┌────────

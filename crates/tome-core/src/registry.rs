//! Page registry.
//!
//! An append-only list of pages plus the indexes derived from it: the
//! per-category grouping and the [`CategoryTree`]. Both indexes are rebuilt
//! in full on every registration and swapped in together, so readers never
//! observe a half-built tree.

use std::collections::HashMap;

use tracing::debug;

use crate::page::{Page, PageContent, PageId};
use crate::tree::CategoryTree;

/// Partition pages by exact category path, keeping registration order
/// within each group.
pub fn group_by_category(pages: &[Page]) -> HashMap<String, Vec<PageId>> {
    let mut groups: HashMap<String, Vec<PageId>> = HashMap::new();
    for page in pages {
        groups
            .entry(page.category().to_string())
            .or_default()
            .push(page.id());
    }
    groups
}

/// Registered pages and their derived category structure.
#[derive(Debug, Default)]
pub struct PageRegistry {
    pages: Vec<Page>,
    by_category: HashMap<String, Vec<PageId>>,
    tree: CategoryTree,
}

impl PageRegistry {
    pub fn new() -> Self {
        Self::default()
    }

    /// Append a page and rebuild the category indexes.
    ///
    /// Duplicate (category, name) pairs are accepted; each registration gets
    /// its own [`PageId`].
    pub fn register(
        &mut self,
        category: impl Into<String>,
        name: impl Into<String>,
        content: impl PageContent + 'static,
    ) -> PageId {
        let id = PageId(self.pages.len());
        let page = Page::new(id, category.into(), name.into(), Box::new(content));
        debug!(%id, category = page.category(), name = page.name(), "Registering page");
        self.pages.push(page);
        self.rebuild();
        id
    }

    /// Recompute the grouping and the tree from the page list.
    pub fn rebuild(&mut self) {
        let by_category = group_by_category(&self.pages);
        let mut categories: Vec<&str> = by_category.keys().map(String::as_str).collect();
        categories.sort_unstable();
        let tree = CategoryTree::build(categories);
        debug!(
            pages = self.pages.len(),
            categories = by_category.len(),
            nodes = tree.len(),
            "Rebuilt category tree"
        );
        self.by_category = by_category;
        self.tree = tree;
    }

    /// All pages in registration order.
    pub fn pages(&self) -> &[Page] {
        &self.pages
    }

    pub fn page(&self, id: PageId) -> Option<&Page> {
        self.pages.get(id.0)
    }

    /// Pages registered directly under `category` (not its descendants).
    pub fn pages_in(&self, category: &str) -> &[PageId] {
        self.by_category
            .get(category)
            .map(Vec::as_slice)
            .unwrap_or(&[])
    }

    /// First page matching both fields.
    pub fn find(&self, category: &str, name: &str) -> Option<PageId> {
        self.pages
            .iter()
            .find(|page| page.category() == category && page.name() == name)
            .map(Page::id)
    }

    pub fn tree(&self) -> &CategoryTree {
        &self.tree
    }

    pub fn len(&self) -> usize {
        self.pages.len()
    }

    pub fn is_empty(&self) -> bool {
        self.pages.is_empty()
    }
}

#[cfg(test)]
mod tests {
    use super::*;
    use crate::page::TextPage;

    fn sample() -> PageRegistry {
        let mut registry = PageRegistry::new();
        registry.register("A", "P1", TextPage::new("one"));
        registry.register("A/B", "P2", TextPage::new("two"));
        registry.register("C", "P3", TextPage::new("three"));
        registry
    }

    #[test]
    fn test_register_rebuilds_tree() {
        let registry = sample();
        assert_eq!(registry.tree().root_paths(), vec!["A", "C"]);
        assert_eq!(registry.tree().child_paths("A"), Some(vec!["A/B"]));
    }

    #[test]
    fn test_register_after_build_extends_tree() {
        let mut registry = sample();
        registry.register("A/D/E", "P4", TextPage::new("four"));
        assert_eq!(registry.tree().child_paths("A"), Some(vec!["A/B", "A/D"]));
        assert!(registry.tree().contains("A/D/E"));
    }

    #[test]
    fn test_list_preserves_insertion_order() {
        let registry = sample();
        let names: Vec<&str> = registry.pages().iter().map(Page::name).collect();
        assert_eq!(names, vec!["P1", "P2", "P3"]);
    }

    #[test]
    fn test_group_by_category_preserves_relative_order() {
        let mut registry = PageRegistry::new();
        let first = registry.register("Guides", "Zeta", TextPage::default());
        registry.register("Other", "Mid", TextPage::default());
        let second = registry.register("Guides", "Alpha", TextPage::default());
        assert_eq!(registry.pages_in("Guides"), &[first, second]);
        assert!(registry.pages_in("Guides/Sub").is_empty());
    }

    #[test]
    fn test_duplicates_are_kept_and_find_returns_first() {
        let mut registry = PageRegistry::new();
        let first = registry.register("A", "Same", TextPage::new("first"));
        let second = registry.register("A", "Same", TextPage::new("second"));
        assert_ne!(first, second);
        assert_eq!(registry.len(), 2);
        assert_eq!(registry.find("A", "Same"), Some(first));
        assert_eq!(registry.pages_in("A"), &[first, second]);
    }

    #[test]
    fn test_find_miss() {
        let registry = sample();
        assert_eq!(registry.find("A", "P2"), None);
        assert_eq!(registry.find("Nope", "P1"), None);
    }

    #[test]
    fn test_rebuild_is_idempotent() {
        let mut registry = sample();
        let before = registry.tree().clone();
        registry.rebuild();
        assert_eq!(registry.tree(), &before);
    }
}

└────────

#### [WORK INSTRUCTIONS]
All of the material should be copied verbatim.

#### [TASK ANSWER]
filename crates/tome-core/src/registry.rs
//! Page registry.
//!
//! An append-only list of pages plus the indexes derived from it: the
//! per-category grouping and the [`CategoryTree`]. Both indexes are rebuilt
//! in full on every registration and swapped in together, so readers never
//! observe a half-built tree.

use std::collections::HashMap;

use tracing::debug;

use crate::page::{Page, PageContent, PageId};
use crate::tree::CategoryTree;

/// Partition pages by exact category path, keeping registration order
/// within each group.
pub fn group_by_category(pages: &[Page]) -> HashMap<String, Vec<PageId>> {
    let mut groups: HashMap<String, Vec<PageId>> = HashMap::new();
    for page in pages {
        groups
            .entry(page.category().to_string())
            .or_default()
            .push(page.id());
    }
    groups
}

/// Registered pages and their derived category structure.
#[derive(Debug, Default)]
pub struct PageRegistry {
    pages: Vec<Page>,
    by_category: HashMap<String, Vec<PageId>>,
    tree: CategoryTree,
}

impl PageRegistry {
    pub fn new() -> Self {
        Self::default()
    }

    /// Append a page and rebuild the category indexes.
    ///
    /// Duplicate (category, name) pairs are accepted; each registration gets
    /// its own [`PageId`].
    pub fn register(
        &mut self,
        category: impl Into<String>,
        name: impl Into<String>,
        content: impl PageContent + 'static,
    ) -> PageId {
        let id = PageId(self.pages.len());
        let page = Page::new(id, category.into(), name.into(), Box::new(content));
        debug!(%id, category = page.category(), name = page.name(), "Registering page");
        self.pages.push(page);
        self.rebuild();
        id
    }

    /// Recompute the grouping and the tree from the page list.
    pub fn rebuild(&mut self) {
        let by_category = group_by_category(&self.pages);
        let mut categories: Vec<&str> = by_category.keys().map(String::as_str).collect();
        categories.sort_unstable();
        let tree = CategoryTree::build(categories);
        debug!(
            pages = self.pages.len(),
            categories = by_category.len(),
            nodes = tree.len(),
            "Rebuilt category tree"
        );
        self.by_category = by_category;
        self.tree = tree;
    }

    /// All pages in registration order.
    pub fn pages(&self) -> &[Page] {
        &self.pages
    }

    pub fn page(&self, id: PageId) -> Option<&Page> {
        self.pages.get(id.0)
    }

    /// Pages registered directly under `category` (not its descendants).
    pub fn pages_in(&self, category: &str) -> &[PageId] {
        self.by_category
            .get(category)
            .map(Vec::as_slice)
            .unwrap_or(&[])
    }

    /// First page matching both fields.
    pub fn find(&self, category: &str, name: &str) -> Option<PageId> {
        self.pages
            .iter()
            .find(|page| page.category() == category && page.name() == name)
            .map(Page::id)
    }

    pub fn tree(&self) -> &CategoryTree {
        &self.tree
    }

    pub fn len(&self) -> usize {
        self.pages.len()
    }

    pub fn is_empty(&self) -> bool {
        self.pages.is_empty()
    }
}

#[cfg(test)]
mod tests {
    use super::*;
    use crate::page::TextPage;

    fn sample() -> PageRegistry {
        let mut registry = PageRegistry::new();
        registry.register("A", "P1", TextPage::new("one"));
        registry.register("A/B", "P2", TextPage::new("two"));
        registry.register("C", "P3", TextPage::new("three"));
        registry
    }

    #[test]
    fn test_register_rebuilds_tree() {
        let registry = sample();
        assert_eq!(registry.tree().root_paths(), vec!["A", "C"]);
        assert_eq!(registry.tree().child_paths("A"), Some(vec!["A/B"]));
    }

    #[test]
    fn test_register_after_build_extends_tree() {
        let mut registry = sample();
        registry.register("A/D/E", "P4", TextPage::new("four"));
        assert_eq!(registry.tree().child_paths("A"), Some(vec!["A/B", "A/D"]));
        assert!(registry.tree().contains("A/D/E"));
    }

    #[test]
    fn test_list_preserves_insertion_order() {
        let registry = sample();
        let names: Vec<&str> = registry.pages().iter().map(Page::name).collect();
        assert_eq!(names, vec!["P1", "P2", "P3"]);
    }

    #[test]
    fn test_group_by_category_preserves_relative_order() {
        let mut registry = PageRegistry::new();
        let first = registry.register("Guides", "Zeta", TextPage::default());
        registry.register("Other", "Mid", TextPage::default());
        let second = registry.register("Guides", "Alpha", TextPage::default());
        assert_eq!(registry.pages_in("Guides"), &[first, second]);
        assert!(registry.pages_in("Guides/Sub").is_empty());
    }

    #[test]
    fn test_duplicates_are_kept_and_find_returns_first() {
        let mut registry = PageRegistry::new();
        let first = registry.register("A", "Same", TextPage::new("first"));
        let second = registry.register("A", "Same", TextPage::new("second"));
        assert_ne!(first, second);
        assert_eq!(registry.len(), 2);
        assert_eq!(registry.find("A", "Same"), Some(first));
        assert_eq!(registry.pages_in("A"), &[first, second]);
    }

    #[test]
    fn test_find_miss() {
        let registry = sample();
        assert_eq!(registry.find("A", "P2"), None);
        assert_eq!(registry.find("Nope", "P1"), None);
    }

    #[test]
    fn test_rebuild_is_idempotent() {
        let mut registry = sample();
        let before = registry.tree().clone();
        registry.rebuild();
        assert_eq!(registry.tree(), &before);
    }
}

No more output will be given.